In Nigeria the CBN governor offered a reasonable explanation for the refusal to countenance further devaluation of the naira. Nigeria being a mono-export economy – energy products generate over 80% of exports – would gain nothing from a devaluation because Nigeria cannot gain market share from such an action. Furthermore Nigeria’s importers would be the primary victims of such a policy as their import bills would rise. I suspect the main complaint the CBN faces at the moment is to do with the selective restrictions of imported goods. It would take a long time – if at all – for the Nigerian economy to adjust and substitute some of these imports with domestically sourced alternatives. But for now my sense is that it’s best to wait and see what policy the new ensconced ministers come up with.

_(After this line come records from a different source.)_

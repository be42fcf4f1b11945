use anyhow::{Context, Result};
use clap::Parser;
use std::{env, path::PathBuf, str::FromStr, time::Duration};

/// Development fallback; boot logs a warning whenever it is in effect.
pub const DEV_JWT_SECRET: &str = "pdf-tools-hub-dev-secret";

/// Centralized application configuration.
/// Combines environment variables and CLI arguments, built once at boot and
/// injected into the application state.
#[derive(Clone)]
pub struct AppConfig {
    pub host: String,
    pub port: u16,
    pub database_url: String,
    /// Public directory produced artifacts are served from.
    pub uploads_dir: PathBuf,
    /// Scratch directory for received uploads.
    pub temp_dir: PathBuf,
    pub jwt_secret: String,
    pub admin_email: Option<String>,
    pub admin_password: Option<String>,
    pub artifact_ttl: Duration,
    pub sweep_interval: Duration,
    /// Upper bound for a whole multipart request body.
    pub max_request_bytes: usize,
    /// Take the caller address from `X-Forwarded-For` instead of the peer.
    pub trust_proxy: bool,
}

/// Command-line + environment configuration.
#[derive(Parser, Debug)]
#[command(author, version, about = "PDF Tools Hub API")]
pub struct Args {
    /// Host to bind to (overrides PDFHUB_HOST)
    #[arg(long)]
    pub host: Option<String>,

    /// Port to bind to (overrides PDFHUB_PORT)
    #[arg(long)]
    pub port: Option<u16>,

    /// Database URL (overrides PDFHUB_DATABASE_URL)
    #[arg(long)]
    pub database_url: Option<String>,

    /// Directory produced files are served from (overrides PDFHUB_UPLOADS_DIR)
    #[arg(long)]
    pub uploads_dir: Option<PathBuf>,

    /// Directory for in-flight uploads (overrides PDFHUB_TEMP_DIR)
    #[arg(long)]
    pub temp_dir: Option<PathBuf>,

    /// Secret used to sign admin tokens (overrides PDFHUB_JWT_SECRET)
    #[arg(long)]
    pub jwt_secret: Option<String>,

    /// Admin login seeded at boot (overrides PDFHUB_ADMIN_EMAIL)
    #[arg(long)]
    pub admin_email: Option<String>,

    /// Admin password seeded at boot (overrides PDFHUB_ADMIN_PASSWORD)
    #[arg(long)]
    pub admin_password: Option<String>,

    /// Seconds an artifact stays downloadable (overrides PDFHUB_ARTIFACT_TTL_SECS)
    #[arg(long)]
    pub artifact_ttl_secs: Option<u64>,

    /// Seconds between expiry sweeps (overrides PDFHUB_SWEEP_INTERVAL_SECS)
    #[arg(long)]
    pub sweep_interval_secs: Option<u64>,

    /// Maximum multipart request size in bytes (overrides PDFHUB_MAX_REQUEST_BYTES)
    #[arg(long)]
    pub max_request_bytes: Option<usize>,

    /// Trust X-Forwarded-For for caller addresses (overrides PDFHUB_TRUST_PROXY)
    #[arg(long)]
    pub trust_proxy: bool,

    /// Run migrations and exit
    #[arg(long)]
    pub migrate: bool,
}

impl AppConfig {
    /// Parse environment variables + CLI args into AppConfig and migrate flag.
    pub fn from_env_and_args() -> Result<(Self, bool)> {
        // Parse CLI once
        let args = Args::parse();

        // --- Environment fallback ---
        let env_host = env::var("PDFHUB_HOST").unwrap_or_else(|_| "0.0.0.0".into());
        let env_port = env_parse("PDFHUB_PORT", 5000u16)?;
        let env_db = env::var("PDFHUB_DATABASE_URL")
            .unwrap_or_else(|_| "sqlite://./data/pdfhub.db".into());
        let env_uploads = env::var("PDFHUB_UPLOADS_DIR").unwrap_or_else(|_| "./uploads".into());
        let env_temp = env::var("PDFHUB_TEMP_DIR").unwrap_or_else(|_| "./temp".into());
        let env_secret = env::var("PDFHUB_JWT_SECRET").ok();
        let env_ttl = env_parse("PDFHUB_ARTIFACT_TTL_SECS", 600u64)?;
        let env_sweep = env_parse("PDFHUB_SWEEP_INTERVAL_SECS", 30u64)?;
        let env_max_request = env_parse("PDFHUB_MAX_REQUEST_BYTES", 100 * 1024 * 1024usize)?;
        let env_trust_proxy = env_parse("PDFHUB_TRUST_PROXY", false)?;

        // --- Merge ---
        let cfg = Self {
            host: args.host.unwrap_or(env_host),
            port: args.port.unwrap_or(env_port),
            database_url: args.database_url.unwrap_or(env_db),
            uploads_dir: args.uploads_dir.unwrap_or_else(|| env_uploads.into()),
            temp_dir: args.temp_dir.unwrap_or_else(|| env_temp.into()),
            jwt_secret: args
                .jwt_secret
                .or(env_secret)
                .unwrap_or_else(|| DEV_JWT_SECRET.into()),
            admin_email: args.admin_email.or_else(|| env::var("PDFHUB_ADMIN_EMAIL").ok()),
            admin_password: args
                .admin_password
                .or_else(|| env::var("PDFHUB_ADMIN_PASSWORD").ok()),
            artifact_ttl: Duration::from_secs(args.artifact_ttl_secs.unwrap_or(env_ttl)),
            sweep_interval: Duration::from_secs(
                args.sweep_interval_secs.unwrap_or(env_sweep).max(1),
            ),
            max_request_bytes: args.max_request_bytes.unwrap_or(env_max_request),
            trust_proxy: args.trust_proxy || env_trust_proxy,
        };

        Ok((cfg, args.migrate))
    }

    pub fn addr(&self) -> String {
        format!("{}:{}", self.host, self.port)
    }

    pub fn uses_dev_secret(&self) -> bool {
        self.jwt_secret == DEV_JWT_SECRET
    }
}

// Hand-written so the JWT secret and admin password never reach the logs.
impl std::fmt::Debug for AppConfig {
    fn fmt(&self, f: &mut std::fmt::Formatter<'_>) -> std::fmt::Result {
        f.debug_struct("AppConfig")
            .field("host", &self.host)
            .field("port", &self.port)
            .field("database_url", &self.database_url)
            .field("uploads_dir", &self.uploads_dir)
            .field("temp_dir", &self.temp_dir)
            .field("admin_email", &self.admin_email)
            .field("artifact_ttl", &self.artifact_ttl)
            .field("sweep_interval", &self.sweep_interval)
            .field("max_request_bytes", &self.max_request_bytes)
            .field("trust_proxy", &self.trust_proxy)
            .finish_non_exhaustive()
    }
}

fn env_parse<T>(key: &str, default: T) -> Result<T>
where
    T: FromStr,
    T::Err: std::error::Error + Send + Sync + 'static,
{
    match env::var(key) {
        Ok(value) => value
            .parse::<T>()
            .with_context(|| format!("parsing {} value `{}`", key, value)),
        Err(env::VarError::NotPresent) => Ok(default),
        Err(err) => Err(err).with_context(|| format!("reading {}", key)),
    }
}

There are tentative signs that the dollar is gaining strength again, but I suspect we remain in a period of consolidation following recent moves. EUR/USD, for example, looks to be weakening but with rapidly diminishing momentum. The same can be said for EUR/GBP, which has again briefly flirted with a sub 0.70 number, or roughly 1.43 in GBP/EUR speak. In both cases I have a suspicion that these levels are either not sustainable in the short term or could suggest a significant weakening of the euro to come.
Both France and Italy have been warned that their fiscal expenditure is in danger of breaching Eurozone annual spending rules. Needless to say, the timing of the message could have been better, France is unlikely to heed this criticism as it moves towards a war footing given last Friday’s events.